● What needs to be done: Line filter on the word "acoustic": copy each matching line from the entries.
BEGIN Raw data
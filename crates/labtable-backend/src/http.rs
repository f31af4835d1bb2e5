//! HTTP client for the acquisition daemon's table endpoints

use std::time::Duration;

use reqwest::{Client, Response};
use serde::Serialize;
use url::Url;

use labtable_core::prelude::*;
use labtable_core::{LogDate, RowId, SaveStatus, SettingsDocument};

use crate::store::TableBackend;

/// Default request timeout.
pub const DEFAULT_TIMEOUT: Duration = Duration::from_secs(5);

/// Body of a log viewer delete request.
#[derive(Debug, Serialize)]
struct DeleteRequest {
    rowid: String,
}

/// Settings store behind the daemon's HTTP API.
#[derive(Debug, Clone)]
pub struct HttpBackend {
    client: Client,
    /// Always ends in `/` so relative endpoints join under it
    base: Url,
}

impl HttpBackend {
    /// Create a client for `base_url` (e.g. `http://localhost:5000`).
    ///
    /// # Errors
    ///
    /// [`Error::InvalidUrl`] if the URL does not parse or is not http(s).
    pub fn new(base_url: &str, timeout: Duration) -> Result<Self> {
        let mut base = Url::parse(base_url).map_err(|_| Error::invalid_url(base_url))?;
        if !matches!(base.scheme(), "http" | "https") {
            return Err(Error::invalid_url(base_url));
        }
        if !base.path().ends_with('/') {
            let path = format!("{}/", base.path());
            base.set_path(&path);
        }

        let client = Client::builder()
            .timeout(timeout)
            .build()
            .map_err(|e| Error::backend(format!("Failed to build HTTP client: {e}")))?;

        Ok(Self { client, base })
    }

    pub fn base_url(&self) -> &Url {
        &self.base
    }

    /// Resolve an endpoint relative to the base URL.
    pub fn endpoint(&self, path: &str) -> Result<Url> {
        self.base
            .join(path)
            .map_err(|_| Error::invalid_url(format!("{}{}", self.base, path)))
    }

    async fn get_document(&self, path: &str) -> Result<SettingsDocument> {
        let url = self.endpoint(path)?;
        debug!("GET {}", url);

        let response = self
            .client
            .get(url)
            .send()
            .await
            .map_err(|e| Error::backend(format!("GET {path}: {e}")))?;
        let body = read_body(path, response).await?;

        SettingsDocument::from_json(&body)
    }

    async fn post_json<T: Serialize + ?Sized>(&self, path: &str, body: &T) -> Result<String> {
        let url = self.endpoint(path)?;
        debug!("POST {}", url);

        let response = self
            .client
            .post(url)
            .json(body)
            .send()
            .await
            .map_err(|e| Error::backend(format!("POST {path}: {e}")))?;

        read_body(path, response).await
    }
}

/// Fail on non-2xx, otherwise return the body text.
async fn read_body(path: &str, response: Response) -> Result<String> {
    let status = response.status();
    if !status.is_success() {
        warn!("{} answered HTTP {}", path, status.as_u16());
        return Err(Error::backend_status(path, status.as_u16()));
    }
    response
        .text()
        .await
        .map_err(|e| Error::backend(format!("Reading {path} response: {e}")))
}

/// Parse a save response.
///
/// The daemon answers `{"status": ...}` with the document echoed back, or a
/// bare error string when the write failed; the latter becomes the status.
pub fn parse_save_status(body: &str) -> SaveStatus {
    serde_json::from_str(body).unwrap_or_else(|_| SaveStatus {
        status: body.trim().to_string(),
    })
}

impl TableBackend for HttpBackend {
    async fn load(&self) -> Result<SettingsDocument> {
        self.get_document("table_load").await
    }

    async fn save(&self, document: &SettingsDocument) -> Result<SaveStatus> {
        let body = self.post_json("table_save", document).await?;
        Ok(parse_save_status(&body))
    }

    async fn load_log(&self, date: LogDate) -> Result<SettingsDocument> {
        self.get_document(&format!("{}/table_load", date.path_segment()))
            .await
    }

    async fn delete_test(&self, date: LogDate, rowid: RowId) -> Result<()> {
        let request = DeleteRequest {
            rowid: rowid.to_string(),
        };
        self.post_json(&format!("{}/del_test", date.path_segment()), &request)
            .await?;
        Ok(())
    }

    fn describe(&self) -> String {
        self.base.as_str().trim_end_matches('/').to_string()
    }
}

#[cfg(test)]
mod tests {
    use super::*;
    use tokio::io::{AsyncReadExt, AsyncWriteExt};
    use tokio::net::TcpListener;
    use tokio::task::JoinHandle;

    /// Answer one HTTP request with `status` and `body`; yields the raw request.
    async fn serve_once(status: &'static str, body: &'static str) -> (String, JoinHandle<String>) {
        let listener = TcpListener::bind("127.0.0.1:0").await.unwrap();
        let url = format!("http://{}", listener.local_addr().unwrap());

        let handle = tokio::spawn(async move {
            let (mut socket, _) = listener.accept().await.unwrap();
            let mut request = Vec::new();
            let mut buf = [0u8; 4096];

            loop {
                let n = socket.read(&mut buf).await.unwrap();
                request.extend_from_slice(&buf[..n]);
                let text = String::from_utf8_lossy(&request).to_string();
                if let Some(header_end) = text.find("\r\n\r\n") {
                    let content_length = text[..header_end]
                        .lines()
                        .find_map(|line| {
                            let (name, value) = line.split_once(':')?;
                            name.eq_ignore_ascii_case("content-length")
                                .then(|| value.trim().parse::<usize>().ok())
                                .flatten()
                        })
                        .unwrap_or(0);
                    if request.len() >= header_end + 4 + content_length {
                        break;
                    }
                }
                if n == 0 {
                    break;
                }
            }

            let response = format!(
                "HTTP/1.1 {status}\r\nContent-Type: application/json\r\nContent-Length: {}\r\nConnection: close\r\n\r\n{body}",
                body.len()
            );
            socket.write_all(response.as_bytes()).await.unwrap();
            socket.shutdown().await.ok();
            String::from_utf8_lossy(&request).to_string()
        });

        (url, handle)
    }

    #[test]
    fn test_endpoint_joins_under_base_path() {
        let backend = HttpBackend::new("http://lab:5000/acoustic", DEFAULT_TIMEOUT).unwrap();
        assert_eq!(
            backend.endpoint("table_load").unwrap().as_str(),
            "http://lab:5000/acoustic/table_load"
        );
        assert_eq!(backend.describe(), "http://lab:5000/acoustic");
    }

    #[test]
    fn test_rejects_non_http_urls() {
        assert!(matches!(
            HttpBackend::new("ftp://lab", DEFAULT_TIMEOUT),
            Err(Error::InvalidUrl { .. })
        ));
        assert!(HttpBackend::new("not a url", DEFAULT_TIMEOUT).is_err());
    }

    #[test]
    fn test_parse_save_status_falls_back_to_body_text() {
        assert_eq!(
            parse_save_status(r#"{"status": "success!", "data": []}"#),
            SaveStatus::success()
        );
        assert_eq!(
            parse_save_status("Permission denied\n").status,
            "Permission denied"
        );
    }

    #[tokio::test]
    async fn test_load_fetches_table_load() {
        let (url, server) =
            serve_once("200 OK", r#"{"last_tid": "9", "data": [{"testid": "9"}]}"#).await;
        let backend = HttpBackend::new(&url, DEFAULT_TIMEOUT).unwrap();

        let doc = backend.load().await.unwrap();

        assert_eq!(doc.last_tid, 9);
        assert_eq!(doc.data.len(), 1);
        let request = server.await.unwrap();
        assert!(request.starts_with("GET /table_load HTTP/1.1"));
    }

    #[tokio::test]
    async fn test_save_posts_whole_document() {
        let (url, server) = serve_once("200 OK", r#"{"status": "success!"}"#).await;
        let backend = HttpBackend::new(&url, DEFAULT_TIMEOUT).unwrap();
        let doc = SettingsDocument {
            last_tid: 3,
            ..Default::default()
        };

        let status = backend.save(&doc).await.unwrap();

        assert_eq!(status.status, "success!");
        let request = server.await.unwrap();
        assert!(request.starts_with("POST /table_save HTTP/1.1"));
        assert!(request.contains(r#""last_tid":3"#));
    }

    #[tokio::test]
    async fn test_error_status_is_reported() {
        let (url, server) = serve_once("500 Internal Server Error", "boom").await;
        let backend = HttpBackend::new(&url, DEFAULT_TIMEOUT).unwrap();

        let err = backend.save(&SettingsDocument::default()).await.unwrap_err();

        assert!(matches!(err, Error::BackendStatus { status: 500, .. }));
        server.await.unwrap();
    }

    #[tokio::test]
    async fn test_delete_test_posts_rowid_under_day() {
        let (url, server) = serve_once("200 OK", "{}").await;
        let backend = HttpBackend::new(&url, DEFAULT_TIMEOUT).unwrap();
        let date = LogDate::parse("10/19/2026").unwrap();

        backend.delete_test(date, 42).await.unwrap();

        let request = server.await.unwrap();
        assert!(request.starts_with("POST /10/19/2026/del_test HTTP/1.1"));
        assert!(request.contains(r#"{"rowid":"42"}"#));
    }

    #[tokio::test]
    async fn test_load_log_uses_day_prefix() {
        let (url, server) = serve_once("200 OK", r#"{"data": {"4": {"testid": "4"}}}"#).await;
        let backend = HttpBackend::new(&url, DEFAULT_TIMEOUT).unwrap();
        let date = LogDate::parse("3/7/2025").unwrap();

        let doc = backend.load_log(date).await.unwrap();

        assert_eq!(doc.data.len(), 1);
        let request = server.await.unwrap();
        assert!(request.starts_with("GET /03/07/2025/table_load HTTP/1.1"));
    }

    #[tokio::test]
    async fn test_unreachable_backend_is_recoverable() {
        let listener = TcpListener::bind("127.0.0.1:0").await.unwrap();
        let url = format!("http://{}", listener.local_addr().unwrap());
        drop(listener);
        let backend = HttpBackend::new(&url, Duration::from_millis(500)).unwrap();

        let err = backend.load().await.unwrap_err();

        assert!(err.is_recoverable());
    }
}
END Raw data
● Reply:
        let backend = HttpBackend::new("http://lab:5000/acoustic", DEFAULT_TIMEOUT).unwrap();
            "http://lab:5000/acoustic/table_load"
        assert_eq!(backend.describe(), "http://lab:5000/acoustic");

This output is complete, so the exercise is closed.